The historical relationship that exists between the UK and Australia is taken for granted by many pundits as more controversial, emerging relationships with countries in Asia have dominated business reports in recent times. It is worth noting that even given the exponential growth in investment from China, according to the Department of Foreign affairs and Trade, the UK consistently places third or fourth amongst the largest source of total foreign direct investment in Australia. In 2014 the UK (12.7 per cent of total FDI) placed third behind the USA (23.7 per cent of total FDI) followed by the EU, Japan and ASEAN.

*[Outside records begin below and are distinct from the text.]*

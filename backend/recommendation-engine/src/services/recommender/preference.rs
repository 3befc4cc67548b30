use super::{PopularRecommender, UserRecommender};
use crate::db::{CatalogStore, EventQuery};
use crate::error::Result;
use crate::models::{
    Event, Recommendation, RecommendationSet, RecommendationStrategy, UserPreferences,
};
use crate::services::diversity::DiversityLayer;
use crate::telemetry;
use async_trait::async_trait;
use chrono::{DateTime, Utc};
use std::cmp::Ordering;
use std::collections::BTreeSet;
use std::sync::Arc;
use tracing::{debug, info};
use uuid::Uuid;

const CATEGORY_SCORE: f64 = 5.0;
const NEIGHBORHOOD_SCORE: f64 = 3.0;
const PRICE_SCORE: f64 = 2.0;
const TAG_SCORE: f64 = 1.5;
const WITHIN_3_DAYS_SCORE: f64 = 2.0;
const WITHIN_7_DAYS_SCORE: f64 = 1.0;

pub const NO_MATCH_REASON: &str = "Coming up in Buenos Aires";

/// Declared preferences, normalized for case-insensitive matching.
#[derive(Debug, Clone)]
pub struct PreferenceMatcher {
    categories: Vec<String>,
    neighborhoods: Vec<String>,
    max_price: Option<f64>,
    tags: BTreeSet<String>,
}

impl From<&UserPreferences> for PreferenceMatcher {
    fn from(prefs: &UserPreferences) -> Self {
        Self {
            categories: prefs
                .favorite_categories
                .iter()
                .map(|c| c.to_lowercase())
                .collect(),
            neighborhoods: prefs
                .favorite_neighborhoods
                .iter()
                .map(|n| n.to_lowercase())
                .collect(),
            max_price: prefs.max_price(),
            tags: prefs.interest_tags.iter().map(|t| t.to_lowercase()).collect(),
        }
    }
}

impl PreferenceMatcher {
    /// Additive relevance score and the reason built from the matched signals.
    pub fn score(&self, event: &Event, now: DateTime<Utc>) -> (f64, String) {
        let mut score = 0.0;
        let mut parts: Vec<String> = Vec::new();

        if let Some(category) = event.category_name() {
            if self.categories.contains(&category.to_lowercase()) {
                score += CATEGORY_SCORE;
                parts.push(format!("{} events", category));
            }
        }

        if let Some(neighborhood) = event.neighborhood() {
            if self.neighborhoods.contains(&neighborhood.to_lowercase()) {
                score += NEIGHBORHOOD_SCORE;
                parts.push(format!("in {}", neighborhood));
            }
        }

        if let Some(max_price) = self.max_price {
            if event.is_free {
                score += PRICE_SCORE;
                parts.push("free".to_string());
            } else if event.price_min.map_or(false, |p| p <= max_price) {
                score += PRICE_SCORE;
                parts.push("within your price range".to_string());
            }
        }

        let matched: BTreeSet<String> = event
            .tags
            .iter()
            .map(|t| t.to_lowercase())
            .filter(|t| self.tags.contains(t))
            .collect();
        if !matched.is_empty() {
            score += matched.len() as f64 * TAG_SCORE;
            let list: Vec<&str> = matched.iter().map(String::as_str).collect();
            parts.push(format!("tagged: {}", list.join(", ")));
        }

        let days = (event.starts_at - now).num_days();
        if days <= 3 {
            score += WITHIN_3_DAYS_SCORE;
        } else if days <= 7 {
            score += WITHIN_7_DAYS_SCORE;
        }

        let reason = if parts.is_empty() {
            NO_MATCH_REASON.to_string()
        } else {
            format!("Because you like: {}", parts.join(" · "))
        };

        (score, reason)
    }
}

/// Phase 1 - ranks upcoming events against a user's declared preferences.
pub struct PreferenceRecommender {
    store: Arc<dyn CatalogStore>,
    popular: Arc<PopularRecommender>,
    diversity: DiversityLayer,
    pool_factor: usize,
}

impl PreferenceRecommender {
    pub fn new(
        store: Arc<dyn CatalogStore>,
        popular: Arc<PopularRecommender>,
        diversity: DiversityLayer,
        pool_factor: usize,
    ) -> Self {
        Self {
            store,
            popular,
            diversity,
            pool_factor: pool_factor.max(1),
        }
    }

    pub async fn recommend(&self, user_id: Uuid, limit: usize) -> Result<RecommendationSet> {
        let user = match self.store.fetch_user(user_id).await? {
            Some(user) => user,
            None => {
                debug!("Unknown user {}, no preference recommendations", user_id);
                return Ok(RecommendationSet::empty(RecommendationStrategy::Preferences));
            }
        };

        let prefs = user.preferences.unwrap_or_default();
        if !prefs.has_signal() {
            info!("User {} has no declared preferences, using popular", user_id);
            telemetry::record_fallback("no_preferences");
            return self.popular.recommend(limit).await;
        }

        let now = Utc::now();
        let pool_size = limit * self.pool_factor;

        let mut query = EventQuery::upcoming(now, pool_size);
        if !prefs.favorite_categories.is_empty() {
            query = query.in_categories(&prefs.favorite_categories);
        }
        if let Some(max_price) = prefs.max_price() {
            query = query.affordable(max_price);
        }

        let mut candidates = self.store.query_events(&query).await?;

        if candidates.is_empty() {
            debug!(
                "No preference matches for user {}, widening to all upcoming events",
                user_id
            );
            telemetry::record_fallback("empty_pool");
            candidates = self
                .store
                .query_events(&EventQuery::upcoming(now, pool_size))
                .await?;
        }

        if candidates.is_empty() {
            info!("No upcoming events for user {}, using popular", user_id);
            return self.popular.recommend(limit).await;
        }

        let matcher = PreferenceMatcher::from(&prefs);
        let mut scored: Vec<(f64, Recommendation)> = candidates
            .iter()
            .map(|event| {
                let (score, reason) = matcher.score(event, now);
                (score, Recommendation::new(event, reason))
            })
            .collect();

        scored.sort_by(|a, b| b.0.partial_cmp(&a.0).unwrap_or(Ordering::Equal));

        let items = self
            .diversity
            .top(scored.into_iter().map(|(_, rec)| rec).collect(), limit);

        debug!(
            "Preference recommendations: user_id={}, candidates={}, returned={}",
            user_id,
            candidates.len(),
            items.len()
        );

        Ok(RecommendationSet::new(RecommendationStrategy::Preferences, items))
    }
}

#[async_trait]
impl UserRecommender for PreferenceRecommender {
    async fn recommend_for(&self, user_id: Uuid, limit: usize) -> Result<RecommendationSet> {
        self.recommend(user_id, limit).await
    }

    fn strategy(&self) -> RecommendationStrategy {
        RecommendationStrategy::Preferences
    }
}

According to the ABS 2013-14 data on total stocks of foreign investment in Australia, the UK invested a total of $452.2 billion in Australia compared to the USA $758.2 billion, Belgium with $226.1 billion in investment and ASEAN with $96.8 billion. Of world investment into Australia by industry destination, after mining, manufacturing, finance and wholesale/retail trade, real estate activities comprised 6.9 per cent of the total, amounting to $47.7 billion.

Foreign Investment Review Board (FIRB) data serves as another guide as to the investment prominence of the UK and its importance to the Australian real estate market. The FIRB only measures proposed, rather than actual direct investments above certain notification thresholds. These differ by country and type of investor. Of the new investments above the FIRB threshold, according to the FIRB 2014-15 Annual Report, real estate approvals accounted for 49.8 per cent of total investment, a percentage that has been steadily rising in recent years. Of this total, 18.6 per cent was commercial real estate and 31.2 per cent was residential. In terms of total value of real estate approvals by country of origin, whilst China is by far the leader with $24.3 billion, the UK is sixth with $2.063 billion in FIRB approvals.

In light of its prominence as a source of both total direct investment in Australia and more particularly of FIRB approved investment into real estate, I think it reasonable to expect a significant impact of Brexit on the Australian real estate market in the coming years. The question is whether the UK adaption to Brexit is positive or negative. It may be that direct foreign investment from the UK contracts as businesses reconsider their position, but another possibility that may be favourably considered by UK investors is to increasingly channel investment away from the EU and into alternative safe havens such as Australia. Only time will tell.